Objective Nurses working rotating shifts often suffer from insomnia or similar disorders because exposure to room lighting at night inhibits melatonin secretion, resulting in a disturbed circadian rhythm. This study investigated whether dark room lighting would be preferable to brighter rooms in terms of (1) fatigue and sleepiness while working, (2) quality of sleep and (3) non-interference with work performance among nurses.

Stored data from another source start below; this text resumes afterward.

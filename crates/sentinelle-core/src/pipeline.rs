//! Moderation orchestrator.
//!
//! One run is linear: ensure collections, extract the signal, gather context
//! (three concurrent retrievals), decide. A run either produces a complete
//! [`ModerationReport`] or fails with [`Error::StoreUnavailable`]; a verdict
//! is never computed from a partial context.

use std::sync::Arc;

use serde::Serialize;
use tracing::Instrument;

use crate::archivist::Archivist;
use crate::error::Result;
use crate::models::{ArchivistContext, CombinedSignal, ModerationRequest};
use crate::signal::SignalExtractor;
use crate::verdict::{DecisionBackend, Verdict};

/// Full output of one moderation run.
#[derive(Debug, Clone, Serialize)]
pub struct ModerationReport {
    /// Human-readable trace, in execution order.
    pub steps: Vec<String>,
    /// Extracted modalities and the combined text.
    pub observed: CombinedSignal,
    pub archivist: ArchivistContext,
    pub verdict: Verdict,
}

#[derive(Clone)]
pub struct Pipeline {
    archivist: Archivist,
    extractor: Arc<dyn SignalExtractor>,
    judge: Arc<dyn DecisionBackend>,
}

impl Pipeline {
    pub fn new(
        archivist: Archivist,
        extractor: Arc<dyn SignalExtractor>,
        judge: Arc<dyn DecisionBackend>,
    ) -> Self {
        Self {
            archivist,
            extractor,
            judge,
        }
    }

    pub async fn run(&self, request: &ModerationRequest) -> Result<ModerationReport> {
        let span = tracing::info_span!("moderate", user_id = %request.user_id);
        self.run_inner(request).instrument(span).await
    }

    async fn run_inner(&self, request: &ModerationRequest) -> Result<ModerationReport> {
        self.archivist.ensure_collections().await?;

        let signal = self.extractor.extract(request).await;
        let mut steps = Vec::with_capacity(7);

        steps.push(
            if request.image.is_some() {
                "Image analyzed."
            } else {
                "No image provided."
            }
            .to_string(),
        );
        steps.push(
            if signal.raw.ocr_text.is_empty() {
                "No OCR text."
            } else {
                "OCR text extracted."
            }
            .to_string(),
        );
        steps.push(
            if signal.raw.asr_text.is_empty() {
                "No audio provided or transcription."
            } else {
                "Audio transcribed."
            }
            .to_string(),
        );

        let context = self.archivist.gather_context(&signal).await?;
        steps.push(format!(
            "Memory: user history fetched ({} flags).",
            context.history.flags
        ));
        steps.push(format!(
            "Memory: {} similar imagery hits.",
            context.image_similarity.matches.len()
        ));
        steps.push(format!(
            "Memory: {} KB context hits.",
            context.text_context.len()
        ));

        let verdict = self.judge.decide(&signal, &context).await;
        if verdict.degraded {
            tracing::warn!(reason = %verdict.reason, "DecisionDegraded: safe default verdict");
            steps.push(format!(
                "Final verdict computed (degraded: {}).",
                verdict.reason
            ));
        } else {
            tracing::info!(
                is_gbv = verdict.is_gbv,
                severity = verdict.severity,
                "verdict computed"
            );
            steps.push("Final verdict computed.".to_string());
        }

        Ok(ModerationReport {
            steps,
            observed: signal,
            archivist: context,
            verdict,
        })
    }
}

#[cfg(test)]
mod tests {
    use super::*;
    use crate::archivist::RetrievalParams;
    use crate::error::StoreError;
    use crate::models::{
        KnowledgeEntry, RawModalities, Record, ReputationEvent, Scored, SignalVectors, ToxicImage,
    };
    use crate::schema::{CollectionSpec, Schema};
    use crate::signal::combine_texts;
    use crate::store::memory::InMemoryStore;
    use crate::store::{KnowledgeQuery, VectorStore};
    use crate::verdict::{parse_verdict, REASON_NOT_CONFIGURED};
    use async_trait::async_trait;
    use std::sync::Mutex;

    /// Returns text as-is, "ocr" text when an image is present, and a fixed
    /// unit vector for each present modality.
    struct FakeExtractor;

    #[async_trait]
    impl SignalExtractor for FakeExtractor {
        async fn extract(&self, request: &ModerationRequest) -> CombinedSignal {
            let text = request.text.clone().unwrap_or_default();
            let ocr_text = if request.image.is_some() {
                "block this".to_string()
            } else {
                String::new()
            };
            let combined_text = combine_texts(&text, &ocr_text, "");
            CombinedSignal {
                user_id: request.user_id.clone(),
                vectors: SignalVectors {
                    text: (!combined_text.is_empty()).then(|| vec![1.0, 0.0, 0.0]),
                    image: request.image.as_ref().map(|_| vec![1.0, 0.0]),
                },
                raw: RawModalities {
                    text,
                    ocr_text,
                    asr_text: String::new(),
                },
                combined_text,
            }
        }
    }

    /// Records the context it was given and answers with a canned string.
    struct FakeJudge {
        answer: Option<&'static str>,
        seen: Mutex<Option<ArchivistContext>>,
    }

    impl FakeJudge {
        fn answering(answer: &'static str) -> Self {
            Self {
                answer: Some(answer),
                seen: Mutex::new(None),
            }
        }

        fn unconfigured() -> Self {
            Self {
                answer: None,
                seen: Mutex::new(None),
            }
        }
    }

    #[async_trait]
    impl DecisionBackend for FakeJudge {
        async fn decide(&self, _signal: &CombinedSignal, context: &ArchivistContext) -> Verdict {
            *self.seen.lock().unwrap() = Some(context.clone());
            match self.answer {
                Some(raw) => parse_verdict(raw),
                None => Verdict::degraded(REASON_NOT_CONFIGURED, vec![]),
            }
        }
    }

    async fn pipeline_with(judge: Arc<FakeJudge>) -> Pipeline {
        let store = Arc::new(InMemoryStore::new());
        let archivist = Archivist::new(store, Schema::new(3, 2), RetrievalParams::default());
        archivist.ensure_collections().await.unwrap();
        archivist
            .upsert_user_profile("user123", vec![1.0, 0.0, 0.0], 0.8, "Prior harassment reports in July.")
            .await
            .unwrap();
        archivist
            .upsert_kb(
                "Threats, stalking, and doxxing are forms of GBV.",
                vec![0.9, 0.1, 0.0],
                vec!["kb".into()],
            )
            .await
            .unwrap();
        archivist
            .upsert_toxic_image(vec![1.0, 0.0], "seed:a.png", "toxic")
            .await
            .unwrap();
        Pipeline::new(archivist, Arc::new(FakeExtractor), judge)
    }

    #[tokio::test]
    async fn test_trace_for_text_only_post() {
        let judge = Arc::new(FakeJudge::answering(
            r#"{"is_gbv":true,"severity":7,"reason":"stalking threat","evidence":["stalking"]}"#,
        ));
        let p = pipeline_with(judge.clone()).await;
        let report = p
            .run(&ModerationRequest {
                user_id: "user123".into(),
                text: Some("stalking and doxxing".into()),
                ..Default::default()
            })
            .await
            .unwrap();

        assert_eq!(
            report.steps,
            vec![
                "No image provided.",
                "No OCR text.",
                "No audio provided or transcription.",
                "Memory: user history fetched (1 flags).",
                "Memory: 0 similar imagery hits.",
                "Memory: 1 KB context hits.",
                "Final verdict computed.",
            ]
        );
        assert!(report.verdict.is_gbv);
        assert_eq!(report.verdict.severity, 7);
        assert_eq!(report.archivist.history.toxicity_score, 0.8);
        assert_eq!(judge.seen.lock().unwrap().as_ref(), Some(&report.archivist));
    }

    #[tokio::test]
    async fn test_image_only_post_uses_ocr_text() {
        let p = pipeline_with(Arc::new(FakeJudge::unconfigured())).await;
        let report = p
            .run(&ModerationRequest {
                user_id: "user999".into(),
                image: Some(vec![0x89, b'P', b'N', b'G']),
                ..Default::default()
            })
            .await
            .unwrap();

        assert_eq!(report.steps[0], "Image analyzed.");
        assert_eq!(report.steps[1], "OCR text extracted.");
        assert_eq!(report.observed.combined_text, "block this");
        assert_eq!(report.archivist.history.flags, 0);
        assert_eq!(report.archivist.image_similarity.matches.len(), 1);
        assert_eq!(
            report.steps.last().map(String::as_str),
            Some("Final verdict computed (degraded: LLM not configured).")
        );
        assert!(!report.verdict.is_gbv);
        assert_eq!(report.verdict.severity, 1);
    }

    #[tokio::test]
    async fn test_unparseable_answer_is_degraded_not_error() {
        let p = pipeline_with(Arc::new(FakeJudge::answering("sorry, I cannot help"))).await;
        let report = p
            .run(&ModerationRequest {
                user_id: "user123".into(),
                text: Some("hello".into()),
                ..Default::default()
            })
            .await
            .unwrap();
        assert!(report.verdict.degraded);
        assert_eq!(report.verdict.evidence, vec!["sorry, I cannot help"]);
    }

    /// Provisioning works, every read fails.
    struct ReadsFail(InMemoryStore);

    #[async_trait]
    impl VectorStore for ReadsFail {
        fn backend_name(&self) -> &str {
            "reads-fail"
        }
        async fn list_collections(&self) -> std::result::Result<Vec<String>, StoreError> {
            self.0.list_collections().await
        }
        async fn create_collection(
            &self,
            spec: &CollectionSpec,
        ) -> std::result::Result<(), StoreError> {
            self.0.create_collection(spec).await
        }
        async fn insert_knowledge(
            &self,
            spec: &CollectionSpec,
            record: &Record<KnowledgeEntry>,
        ) -> std::result::Result<(), StoreError> {
            self.0.insert_knowledge(spec, record).await
        }
        async fn insert_toxic_image(
            &self,
            spec: &CollectionSpec,
            record: &Record<ToxicImage>,
        ) -> std::result::Result<(), StoreError> {
            self.0.insert_toxic_image(spec, record).await
        }
        async fn insert_reputation(
            &self,
            spec: &CollectionSpec,
            record: &Record<ReputationEvent>,
        ) -> std::result::Result<(), StoreError> {
            self.0.insert_reputation(spec, record).await
        }
        async fn scroll_reputation(
            &self,
            _spec: &CollectionSpec,
            _user_id: &str,
            _limit: usize,
        ) -> std::result::Result<Vec<ReputationEvent>, StoreError> {
            Err(StoreError::Unavailable("connection reset".into()))
        }
        async fn search_images(
            &self,
            _spec: &CollectionSpec,
            _vector: &[f32],
            _limit: usize,
        ) -> std::result::Result<Vec<Scored<ToxicImage>>, StoreError> {
            Err(StoreError::Unavailable("connection reset".into()))
        }
        async fn search_knowledge(
            &self,
            _spec: &CollectionSpec,
            _query: &KnowledgeQuery<'_>,
        ) -> std::result::Result<Vec<Scored<KnowledgeEntry>>, StoreError> {
            Err(StoreError::Unavailable("connection reset".into()))
        }
    }

    #[tokio::test]
    async fn test_store_failure_aborts_before_decision() {
        let judge = Arc::new(FakeJudge::unconfigured());
        let archivist = Archivist::new(
            Arc::new(ReadsFail(InMemoryStore::new())),
            Schema::new(3, 2),
            RetrievalParams::default(),
        );
        let p = Pipeline::new(archivist, Arc::new(FakeExtractor), judge.clone());
        let err = p
            .run(&ModerationRequest {
                user_id: "user123".into(),
                text: Some("hello".into()),
                ..Default::default()
            })
            .await
            .unwrap_err();
        assert!(err.is_store_unavailable());
        assert!(judge.seen.lock().unwrap().is_none());
    }
}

Methods This study used a non-randomised open-label trial between night shifts using dark (110 lx) and bright (410 lx) room lighting on the desk surface. A total of 20 nurses were enrolled in the trial from November 2015 to February 2016 at a hospital in Japan. All participants worked first with dark room lighting and then with bright room lighting. The participants completed a self-administered questionnaire at enrolment, which was collected this at the end of the intervention.

Results Fatigue and sleepiness were significantly higher in dark room lighting than in bright room conditions (p<0.05). There were no significant differences in sleep quality between the dark and well-lit conditions. We detected no significant differences in the number of reported incidents or accidents comparing the two types of environments.

Conclusion Dark room lighting did not ameliorate fatigue and sleepiness during night shifts. Additionally, there was no evidence of improvement in sleep quality among nurses. These findings are important, however, in terms of managing hospital risk.

  • safety management
  • quality improvement
  • human factors

Data availability statement

No data are available.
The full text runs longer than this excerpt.